(INSTRUCTIONS FOR THE TASK)
Where a line contains the word "error", copy that line from the records below.

(DATA IN THIS EXERCISE)
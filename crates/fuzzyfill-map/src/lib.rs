//! Fuzzy record linkage for filling missing values.
//!
//! Rows of a target table are matched by a free-text key against a
//! reference table; the best-scoring reference row above a threshold
//! supplies the missing value.
//!
//! ```ignore
//! use fuzzyfill_map::{FillColumns, FillEngine, MatchOptions, Scorer};
//!
//! let columns = FillColumns::new("Company", "name", "Region");
//! let options = MatchOptions::new(85, Scorer::TokenSet, true);
//! let report = FillEngine::new(columns, options)?.run(&targets, &reference)?;
//! println!("{} rows matched", report.summary.matched_rows);
//! ```

#![deny(unsafe_code)]

pub mod engine;
pub mod error;
pub mod fuzz;
pub mod pool;
pub mod result;
pub mod scorer;

pub use engine::{
    Candidate, DEFAULT_THRESHOLD, FillColumns, FillEngine, MatchOptions, TargetRecord,
    best_match, fill_missing, match_row,
};
pub use error::{MatchError, Result};
pub use pool::{ConsumedKeys, ReferencePool};
pub use result::{
    FillReport, FillSummary, MATCHED_KEY_COLUMN, MatchOutcome, MatchResult, SCORE_COLUMN,
    SCORER_COLUMN, assemble,
};
pub use scorer::Scorer;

(TASK RESPONSE)
pub mod error;
pub use error::{MatchError, Result};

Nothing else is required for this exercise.